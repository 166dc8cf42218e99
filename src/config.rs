//! Configuration: command line, environment, and `.env`
//!
//! `traktor` reads its settings from flags, falling back to environment
//! variables (a `.env` file in the working directory is loaded first). The
//! parsed [`Cli`] is validated into a [`Config`], which opens the source.

use std::path::PathBuf;
use std::time::Duration;

use clap::{Parser, ValueEnum};
use serde::{Deserialize, Serialize};

use crate::source::{ParquetRunSource, RunTableSource, SyntheticRunSource};
use crate::{Error, Result};

/// Tracking server used when neither flag nor environment name one.
pub const DEFAULT_TRACKING_URI: &str = "http://127.0.0.1:5000";

/// Default filter directive for the log file.
pub const DEFAULT_LOG_LEVEL: &str = "info";

/// Which kind of run table source to open.
#[derive(Debug, Clone, Copy, PartialEq, Eq, ValueEnum, Serialize, Deserialize)]
#[serde(rename_all = "lowercase")]
pub enum SourceKind {
    /// MLflow tracking server over REST
    Mlflow,
    /// Directory of `<experiment>.parquet` files
    Parquet,
    /// Generated fake runs
    Synthetic,
}

/// Command line of the `traktor` binary.
#[derive(Debug, Parser)]
#[command(name = "traktor", author, version, about = "Browse ML experiment runs in the terminal")]
pub struct Cli {
    /// Where run tables come from
    #[arg(long, value_enum, env = "TRAKTOR_SOURCE", default_value = "mlflow")]
    pub source: SourceKind,

    /// MLflow tracking server URL
    #[arg(long, env = "MLFLOW_TRACKING_URI", default_value = DEFAULT_TRACKING_URI)]
    pub tracking_uri: String,

    /// HTTP timeout for MLflow requests, in seconds
    #[arg(long, env = "TRAKTOR_TIMEOUT_SECS", default_value_t = 30)]
    pub timeout_secs: u64,

    /// Directory of Parquet run tables (for `--source parquet`)
    #[arg(long, env = "TRAKTOR_DATA_DIR")]
    pub data_dir: Option<PathBuf>,

    /// Number of fake runs (for `--source synthetic`)
    #[arg(long, default_value_t = 100)]
    pub runs: usize,

    /// RNG seed for fake runs
    #[arg(long, default_value_t = 0)]
    pub seed: u64,

    /// Log file (the terminal belongs to the grid while it runs)
    #[arg(long, env = "TRAKTOR_LOG_FILE", default_value = "traktor.log")]
    pub log_file: PathBuf,

    /// Log filter directive; `RUST_LOG` takes precedence
    #[arg(long, default_value = DEFAULT_LOG_LEVEL)]
    pub log_level: String,

    /// Print one experiment's table to stdout instead of opening the grid
    #[arg(long, value_name = "EXPERIMENT")]
    pub dump: Option<String>,
}

/// Validated source settings.
#[derive(Debug, Clone, PartialEq, Eq, Serialize, Deserialize)]
#[serde(tag = "kind", rename_all = "lowercase")]
pub enum SourceConfig {
    /// MLflow tracking server
    Mlflow {
        /// Base URL of the tracking server
        tracking_uri: String,
        /// Request timeout in seconds
        timeout_secs: u64,
    },
    /// Parquet directory
    Parquet {
        /// Directory holding `<experiment>.parquet` files
        dir: PathBuf,
    },
    /// Generated runs
    Synthetic {
        /// Number of runs
        runs: usize,
        /// RNG seed
        seed: u64,
    },
}

/// Validated application configuration.
#[derive(Debug, Clone, PartialEq, Eq, Serialize, Deserialize)]
pub struct Config {
    /// Source to open
    pub source: SourceConfig,
    /// Log file path
    pub log_file: PathBuf,
    /// Log filter directive
    pub log_level: String,
    /// Experiment to dump instead of running the grid
    pub dump: Option<String>,
}

impl Config {
    /// Validate parsed command-line arguments.
    ///
    /// # Errors
    ///
    /// Returns [`Error::Config`] if the chosen source is missing a required
    /// setting.
    pub fn from_cli(cli: Cli) -> Result<Self> {
        let source = match cli.source {
            SourceKind::Mlflow => {
                if cli.timeout_secs == 0 {
                    return Err(Error::Config("--timeout-secs must be positive".to_string()));
                }
                SourceConfig::Mlflow {
                    tracking_uri: cli.tracking_uri,
                    timeout_secs: cli.timeout_secs,
                }
            }
            SourceKind::Parquet => SourceConfig::Parquet {
                dir: cli.data_dir.ok_or_else(|| {
                    Error::Config("--data-dir (or TRAKTOR_DATA_DIR) is required for parquet".to_string())
                })?,
            },
            SourceKind::Synthetic => SourceConfig::Synthetic {
                runs: cli.runs,
                seed: cli.seed,
            },
        };

        Ok(Self {
            source,
            log_file: cli.log_file,
            log_level: cli.log_level,
            dump: cli.dump,
        })
    }
}

impl SourceConfig {
    /// Open the configured source.
    ///
    /// # Errors
    ///
    /// Returns [`Error::Config`] if the source cannot be constructed (for
    /// example MLflow support was compiled out).
    pub fn open(&self) -> Result<Box<dyn RunTableSource>> {
        match self {
            Self::Mlflow {
                tracking_uri,
                timeout_secs,
            } => open_mlflow(tracking_uri, Duration::from_secs(*timeout_secs)),
            Self::Parquet { dir } => Ok(Box::new(ParquetRunSource::new(dir.clone()))),
            Self::Synthetic { runs, seed } => Ok(Box::new(SyntheticRunSource::generate(*runs, *seed)?)),
        }
    }
}

#[cfg(feature = "mlflow")]
fn open_mlflow(tracking_uri: &str, timeout: Duration) -> Result<Box<dyn RunTableSource>> {
    Ok(Box::new(crate::source::MlflowRunSource::new(tracking_uri, timeout)?))
}

#[cfg(not(feature = "mlflow"))]
fn open_mlflow(_tracking_uri: &str, _timeout: Duration) -> Result<Box<dyn RunTableSource>> {
    Err(Error::Config(
        "built without the `mlflow` feature; use --source parquet or synthetic".to_string(),
    ))
}

#[cfg(test)]
mod tests {
    use super::*;

    fn parse(args: &[&str]) -> Cli {
        Cli::try_parse_from(std::iter::once("traktor").chain(args.iter().copied())).unwrap()
    }

    #[test]
    fn test_synthetic_config() {
        let config = Config::from_cli(parse(&["--source", "synthetic", "--runs", "5", "--seed", "9"])).unwrap();
        assert_eq!(config.source, SourceConfig::Synthetic { runs: 5, seed: 9 });
        assert_eq!(config.log_level, DEFAULT_LOG_LEVEL);
    }

    #[test]
    fn test_parquet_requires_dir() {
        let mut cli = parse(&["--source", "parquet"]);
        // TRAKTOR_DATA_DIR may be set in the environment
        cli.data_dir = None;
        assert!(matches!(Config::from_cli(cli), Err(Error::Config(_))));
    }

    #[test]
    fn test_parquet_with_dir() {
        let config = Config::from_cli(parse(&["--source", "parquet", "--data-dir", "/tmp/runs"])).unwrap();
        assert_eq!(
            config.source,
            SourceConfig::Parquet {
                dir: PathBuf::from("/tmp/runs")
            }
        );
    }

    #[test]
    fn test_zero_timeout_rejected() {
        let cli = parse(&["--source", "mlflow", "--timeout-secs", "0"]);
        assert!(matches!(Config::from_cli(cli), Err(Error::Config(_))));
    }

    #[test]
    fn test_open_synthetic() {
        let source = SourceConfig::Synthetic { runs: 3, seed: 1 }.open().unwrap();
        assert_eq!(source.list_experiments().unwrap().len(), 2);
        assert!(source.describe().starts_with("synthetic"));
    }

    #[test]
    fn test_dump_flag() {
        let config = Config::from_cli(parse(&["--source", "synthetic", "--dump", "Big Pickle"])).unwrap();
        assert_eq!(config.dump.as_deref(), Some("Big Pickle"));
    }

    #[test]
    fn test_source_config_serde() {
        let json = serde_json::to_string(&SourceConfig::Synthetic { runs: 1, seed: 2 }).unwrap();
        assert_eq!(json, r#"{"kind":"synthetic","runs":1,"seed":2}"#);
    }
}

___

* **Task details**
Reproduce only the lines above spanning from the line containing "#[arg(long, default_value_t = 0)]" through the line containing "Validated source settings.", word for word.

* **Your solution**
    #[arg(long, default_value_t = 0)]
    pub seed: u64,

    /// Log file (the terminal belongs to the grid while it runs)
    #[arg(long, env = "TRAKTOR_LOG_FILE", default_value = "traktor.log")]
    pub log_file: PathBuf,

    /// Log filter directive; `RUST_LOG` takes precedence
    #[arg(long, default_value = DEFAULT_LOG_LEVEL)]
    pub log_level: String,

    /// Print one experiment's table to stdout instead of opening the grid
    #[arg(long, value_name = "EXPERIMENT")]
    pub dump: Option<String>,
}

/// Validated source settings.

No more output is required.